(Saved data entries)
#####

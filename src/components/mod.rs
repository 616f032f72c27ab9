//! UI Components
//!
//! Each component encapsulates its own state, event handling, and rendering logic.
//! Components communicate through Actions rather than direct state mutation.

pub mod file_picker;
pub mod help_dialog;
pub mod home;
pub mod layout;
pub mod quit_dialog;

pub use file_picker::FilePickerComponent;
pub use help_dialog::HelpDialog;
pub use home::{FormField, HomeComponent, HomeRenderContext};
pub use layout::{calculate_main_layout, centered_popup};
pub use quit_dialog::QuitDialog;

#####

DESCRIPTION OF THE TASK — All the entries are to be reproduced verbatim.

COMPLETED TASK —
filename src/components/mod.rs
repository 616f032f72c27ab9
//! UI Components
//!
//! Each component encapsulates its own state, event handling, and rendering logic.
//! Components communicate through Actions rather than direct state mutation.

pub mod file_picker;
pub mod help_dialog;
pub mod home;
pub mod layout;
pub mod quit_dialog;

pub use file_picker::FilePickerComponent;
pub use help_dialog::HelpDialog;
pub use home::{FormField, HomeComponent, HomeRenderContext};
pub use layout::{calculate_main_layout, centered_popup};
pub use quit_dialog::QuitDialog;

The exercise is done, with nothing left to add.